The investigation of this case posed a great challenge to the Toronto Police Service. The lead investigators had the option of undertaking door-to-door canvassing in order to identify possible sexual offenders, whose number ran into hundreds. They had also received more than 2,000 tips from the public. The huge amount of work awaiting the investigators led them to considering forensics to Help them in solving the case. A trace evidence scientist at the forensic science laboratory examined the victim’s tapings, which led the investigators to the clue that the victim had been in touch with a green carpet (Prime and Newman 12). With this lead, police officers went on a door-to-door canvassing. Police officers identified a potential suspect. The suspect, however, declined to give a voluntary DNA sample to Help the police officers in the investigation. Undercover police officers were able to obtain DNA samples from the suspect, which the investigators compared to the DNA samples obtained from the body parts. The DNA profiles matched.
The police officers apprehended the suspect, and they searched his apartment. DNA analysis showed traces of Jones’ blood in the suspect’s apartment. With the amount of evidence obtained, the suspect entered a guilty plea (Prime and Newman 12).
Today, countries have established DNA databanks to help investigators with information with possible suspects. In Canada, the DNA databank had an almost immediate effect. With the formation of the National DNA databank, investigators reopened a 12-year-old unresolved case, which had involved more than 1,000 suspects. The police had arrested the culprit on an unrelated crime. When investigators fed the culprit’s DNA profile into the databank, the investigators found important leads that guided them to solving the 12-year-old case.

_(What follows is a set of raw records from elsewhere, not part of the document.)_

//! Loop drivers for each traversal category.
//!
//! - [`Forward`]: compare against `end` after every step.
//! - [`RandomAccess`]: count-driven loops compute `end` once, then run the
//!   range loop.
//! - [`Chunked`]: consume one chunk element by element, then hint the first
//!   element of the next chunk into cache.
//!
//! All drivers check the token once per element, before the callback.

use fj_cancel::CancelToken;

use crate::prefetch::{PrefetchHint, PrefetchingIterator};
use crate::traversal::{Chunked, Forward, LoopStrategy, RandomAccess, RandomTraversal, Traversal};

/// Shared slow path for a kernel that saw its token cancelled.
#[cold]
pub(crate) fn observed_cancellation(processed: usize) {
    tracing::trace!(processed, "cancellation observed, stopping sub-range");
}

/// Walk `[it, end)` one element at a time.
#[inline]
fn walk<P, C, F>(mut it: P, end: &P, token: &C, mut f: F) -> P
where
    P: Traversal,
    C: CancelToken + ?Sized,
    F: FnMut(P),
{
    let mut processed = 0usize;
    while it != *end {
        if token.was_cancelled() {
            observed_cancellation(processed);
            break;
        }
        f(it.clone());
        it.step();
        processed += 1;
    }
    it
}

impl<P: Traversal<Category = Forward>> LoopStrategy<P> for Forward {
    type Base = P;

    #[inline]
    fn run<C, F>(begin: P, end: &P, token: &C, f: F) -> P
    where
        C: CancelToken + ?Sized,
        F: FnMut(Self::Base),
    {
        walk(begin, end, token, f)
    }

    #[inline]
    fn run_n<C, F>(mut it: P, count: usize, token: &C, mut f: F) -> P
    where
        C: CancelToken + ?Sized,
        F: FnMut(Self::Base),
    {
        for processed in 0..count {
            if token.was_cancelled() {
                observed_cancellation(processed);
                break;
            }
            f(it.clone());
            it.step();
        }
        it
    }
}

impl<P: RandomTraversal<Category = RandomAccess>> LoopStrategy<P> for RandomAccess {
    type Base = P;

    #[inline]
    fn run<C, F>(begin: P, end: &P, token: &C, f: F) -> P
    where
        C: CancelToken + ?Sized,
        F: FnMut(Self::Base),
    {
        walk(begin, end, token, f)
    }

    #[inline]
    fn run_n<C, F>(it: P, count: usize, token: &C, f: F) -> P
    where
        C: CancelToken + ?Sized,
        F: FnMut(Self::Base),
    {
        let mut end = it.clone();
        end.step_by(count);
        walk(it, &end, token, f)
    }
}

impl<'a, T, H: PrefetchHint> LoopStrategy<PrefetchingIterator<'a, T, H>> for Chunked {
    type Base = usize;

    #[inline]
    fn run<C, F>(
        begin: PrefetchingIterator<'a, T, H>,
        end: &PrefetchingIterator<'a, T, H>,
        token: &C,
        f: F,
    ) -> PrefetchingIterator<'a, T, H>
    where
        C: CancelToken + ?Sized,
        F: FnMut(Self::Base),
    {
        begin.consume_chunks(usize::MAX, end.index(), token, f)
    }

    #[inline]
    fn run_n<C, F>(
        it: PrefetchingIterator<'a, T, H>,
        count: usize,
        token: &C,
        f: F,
    ) -> PrefetchingIterator<'a, T, H>
    where
        C: CancelToken + ?Sized,
        F: FnMut(Self::Base),
    {
        let limit = it.range_size();
        it.consume_chunks(count, limit, token, f)
    }
}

The future of DNA profiling will test the delicate balance between law enforcement needs and the public’s right to privacy. Scientists are developing techniques to predict a person’s physical traits through DNA analysis. This will provide investigators with a genetic “eyewitness” (Prime and Newman 13). In addition, technology on identifying culprits through kinship relationships is under research. The future of DNA testing is both delicate and fascinating, and it will require a cautious approach. DNA testing, when used properly, has great benefits to crime investigators and the society in general.
Works Cited
Johns, Susan, and Patricia Rushing. “Using DNA to Solve Property Crimes.” Community Policing Dispatch 2.12 (2009): n. pag. Community Policing Dispatch. Community Policing Dispatch, Dec. 2009. Web. 21 Mar. 2014. <http://cops.usdoj.gov/html/dispatch/December_2009/dna.htm>.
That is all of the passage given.